90% des victimes sont des femmes
Dans le documentaire, la mère de Zara témoigne depuis la Belgique. Lorsqu’elle a découvert sa fille sans vie dans sa chambre le 31 janvier 2020, elle a également appris qu’elle avait été victime de “revenge pornography” par son ex-petit ami (voir l’extrait du documentaire en tête d’article). La jeune fille a laissé son ordinateur portable sur son lit, avec son code PIN visible. “Un adolescent victime de pornographie vindicative est un jeune en danger de mort.” – Zara, la mère de Maëlle Sur le téléphone de la fille, une vidéo est destinée à ses parents. Elle explique ses souffrances auxquelles elle va mettre fin. Sa mère ne la regardera qu’une seule fois. “C’était vraiment choquant de découvrir tout ce drame, qu’elle vive seule derrière son écran”, a-t-elle déclaré. Bien sûr, les auteurs de “revenge porn” misent sur ce ressort : que la honte est plus forte et devient pour eux un outil de domination. C’est aussi souvent au moment de la séparation que le chantage commence. C’est le cas de Sophia, 40 ans aujourd’hui.
“Vous n’avez pas le choix, vous ne pouvez pas partir”
Elle était jeune à l’époque et était en couple avec un homme plus mûr. Un jour, alors qu’il fait l’amour, il se rend compte qu’il la filme. « Sous emprise », il finit par accepter que la vidéo ne soit pas supprimée. Mais après plusieurs mois, il veut mettre fin à leur relation. L’homme répond alors : “Tu n’as pas le choix, tu ne peux pas partir” et menace alors de révéler ladite vidéo. “C’est le plus gros bouleversement de ma vie”, déclare Sophie. Je me dis que c’est une catastrophe et que si c’est le cas, j’en mourrai. L’homme finira par envoyer la vidéo à ses proches et la publiera sur Internet. Pour Samira, 35 ans, c’est le même schéma : en couple avec un homme qui la maltraite verbalement et va sur des sites de rencontres sans le savoir, elle décide de le quitter. C’est là que commence le harcèlement. Dans son cas, l’ex rejetée ira jusqu’à poster des petites annonces, avec son nom et ses coordonnées, indiquant qu’elle est une “prostituée” et qu’elle accepte chez elle. Lorsque David, aujourd’hui âgé de 31 ans, décide de quitter sa compagne, il fait face à un chantage au suicide et à des crises d’épilepsie. L’homme en question secoue l’intention de diffuser une vidéo qui a été prise sans le savoir dans sa chambre, mais aussi de « ruiner sa vie » en révélant à ses parents qu’il est gay. Il mettra également ses menaces à exécution.

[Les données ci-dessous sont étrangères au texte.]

//! Production transport: HTTP request/response plus the WebSocket channel.

use std::collections::BTreeMap;
use std::time::Duration;

use async_trait::async_trait;
use futures::stream::{SplitSink, SplitStream};
use futures::{SinkExt, StreamExt};
use log::{debug, warn};
use serde::Deserialize;
use serde_json::Value;
use tokio::net::TcpStream;
use tokio_tungstenite::tungstenite::Message as WsMessage;
use tokio_tungstenite::{connect_async, MaybeTlsStream, WebSocketStream};

use parlor_core::records::ChatRecord;
use parlor_core::sync::SyncFrame;

use crate::error::{Result, SyncError};
use crate::transport::{FrameSink, FrameStream, Transport};

/// Default timeout for API requests.
const DEFAULT_TIMEOUT_SECS: u64 = 30;

/// WebSocket writer half type alias
type WsWriter = SplitSink<WebSocketStream<MaybeTlsStream<TcpStream>>, WsMessage>;

/// WebSocket reader half type alias
type WsReader = SplitStream<WebSocketStream<MaybeTlsStream<TcpStream>>>;

/// Error payload returned by the remote API.
#[derive(Debug, Deserialize)]
struct ApiErrorResponse {
    #[serde(default)]
    code: String,
    #[serde(default)]
    message: String,
}

/// Client for the remote sync service.
///
/// Four REST endpoints (sync-one-chat, sync-one-setting, fetch-all-chats,
/// fetch-all-settings) plus the live WebSocket channel carrying
/// JSON-encoded [`SyncFrame`]s.
#[derive(Debug, Clone)]
pub struct RemoteService {
    client: reqwest::Client,
    api_base_url: String,
    ws_url: String,
}

impl RemoteService {
    /// Create a new remote service client.
    ///
    /// # Arguments
    ///
    /// * `api_base_url` - Base URL of the HTTP API (e.g., "https://sync.parlor.app")
    /// * `ws_url` - WebSocket URL of the live channel (e.g., "wss://sync.parlor.app/ws")
    pub fn new(api_base_url: &str, ws_url: &str) -> Self {
        let client = reqwest::Client::builder()
            .timeout(Duration::from_secs(DEFAULT_TIMEOUT_SECS))
            .build()
            .expect("Failed to build HTTP client");

        Self {
            client,
            api_base_url: api_base_url.trim_end_matches('/').to_string(),
            ws_url: ws_url.to_string(),
        }
    }

    /// Parse a JSON response body.
    async fn parse_response<T: serde::de::DeserializeOwned>(
        response: reqwest::Response,
    ) -> Result<T> {
        let status = response.status();
        let body = response.text().await?;

        if !status.is_success() {
            return Err(Self::api_error(status.as_u16(), &body));
        }

        serde_json::from_str(&body).map_err(|e| {
            warn!("Failed to deserialize response. Body: {}, Error: {}", body, e);
            SyncError::api(status.as_u16(), format!("Failed to parse response: {}", e))
        })
    }

    /// Check a write endpoint's response, discarding any success body.
    async fn ensure_success(response: reqwest::Response) -> Result<()> {
        let status = response.status();
        if status.is_success() {
            return Ok(());
        }
        let body = response.text().await?;
        Err(Self::api_error(status.as_u16(), &body))
    }

    fn api_error(status: u16, body: &str) -> SyncError {
        if let Ok(error) = serde_json::from_str::<ApiErrorResponse>(body) {
            if !error.message.is_empty() {
                return SyncError::api(status, format!("{}: {}", error.code, error.message));
            }
        }
        SyncError::api(status, format!("Request failed: {}", body))
    }
}

#[async_trait]
impl Transport for RemoteService {
    async fn connect(&self) -> Result<(Box<dyn FrameSink>, Box<dyn FrameStream>)> {
        debug!("[Sync] Connecting to {}", self.ws_url);
        let (ws_stream, response) = connect_async(&self.ws_url).await?;
        debug!("[Sync] WebSocket connected, status: {}", response.status());

        let (writer, reader) = ws_stream.split();
        Ok((
            Box::new(WsFrameSink { writer }),
            Box::new(WsFrameStream { reader }),
        ))
    }

    /// POST /api/sync/chats
    async fn sync_chat(&self, chat: &ChatRecord) -> Result<()> {
        let url = format!("{}/api/sync/chats", self.api_base_url);
        let response = self.client.post(&url).json(chat).send().await?;
        Self::ensure_success(response).await
    }

    /// POST /api/sync/settings
    async fn sync_setting(&self, key: &str, value: &Value) -> Result<()> {
        let url = format!("{}/api/sync/settings", self.api_base_url);
        let response = self
            .client
            .post(&url)
            .json(&serde_json::json!({ "key": key, "value": value }))
            .send()
            .await?;
        Self::ensure_success(response).await
    }

    /// GET /api/sync/chats
    async fn fetch_all_chats(&self) -> Result<Vec<ChatRecord>> {
        let url = format!("{}/api/sync/chats", self.api_base_url);
        let response = self.client.get(&url).send().await?;
        Self::parse_response(response).await
    }

    /// GET /api/sync/settings
    async fn fetch_all_settings(&self) -> Result<BTreeMap<String, Value>> {
        let url = format!("{}/api/sync/settings", self.api_base_url);
        let response = self.client.get(&url).send().await?;
        Self::parse_response(response).await
    }
}

struct WsFrameSink {
    writer: WsWriter,
}

#[async_trait]
impl FrameSink for WsFrameSink {
    async fn send(&mut self, frame: &SyncFrame) -> Result<()> {
        let text = serde_json::to_string(frame)?;
        self.writer.send(WsMessage::Text(text)).await?;
        Ok(())
    }
}

struct WsFrameStream {
    reader: WsReader,
}

#[async_trait]
impl FrameStream for WsFrameStream {
    async fn next(&mut self) -> Option<Result<SyncFrame>> {
        loop {
            match self.reader.next().await {
                Some(Ok(WsMessage::Text(text))) => match serde_json::from_str(&text) {
                    Ok(frame) => return Some(Ok(frame)),
                    Err(err) => {
                        // A poison frame must not tear down the channel.
                        warn!("[Sync] Ignoring unparseable frame: {}", err);
                    }
                },
                Some(Ok(WsMessage::Close(_))) | None => return None,
                Some(Ok(_)) => {} // ping/pong/binary
                Some(Err(err)) => return Some(Err(err.into())),
            }
        }
    }
}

“Un acte au caractère indélébile”
Dans les démarches qui aident les victimes à s’en sortir – mais pas indemnes – le fait de prendre la parole et de porter plainte contre ce que l’avocate Delphine Meillet n’hésite pas à qualifier de “viol numérique” semble essentiel. “C’est un acte indélébile, car tout au long de sa vie on va vérifier si sa photo ou son nom ont été effacés”, souligne-t-il. Et ils peuvent réapparaître à tout moment.” Les auteurs de “revenge porn” sont condamnés jusqu’à deux ans de prison ou 60 000 euros d’amende. L’association e-Enfance met en place des outils d’aide à la lutte contre le cyberharcèlement et gère le numéro national 3018 des victimes de violences numériques accessible via le chat. Lors d’un atelier de sensibilisation pour adolescents, presque tout le monde sait ce que signifie “revenge porn”. L’instructeur leur donne des conseils : “On fait une capture d’écran, on signale, on bloque, on parle à des adultes de confiance, on porte plainte et on appelle e-Enfance si besoin”, se souvient-il. Malgré la plainte, le nom de Samira et les publicités sont toujours là. La justice tarde à être rendue et la jeune femme est dans une impasse. “Face à un futur patron, comment dois-je m’y prendre ?” demande-t-elle en attendant le procès de son agresseur, dont l’audience vient d’être reportée d’un an.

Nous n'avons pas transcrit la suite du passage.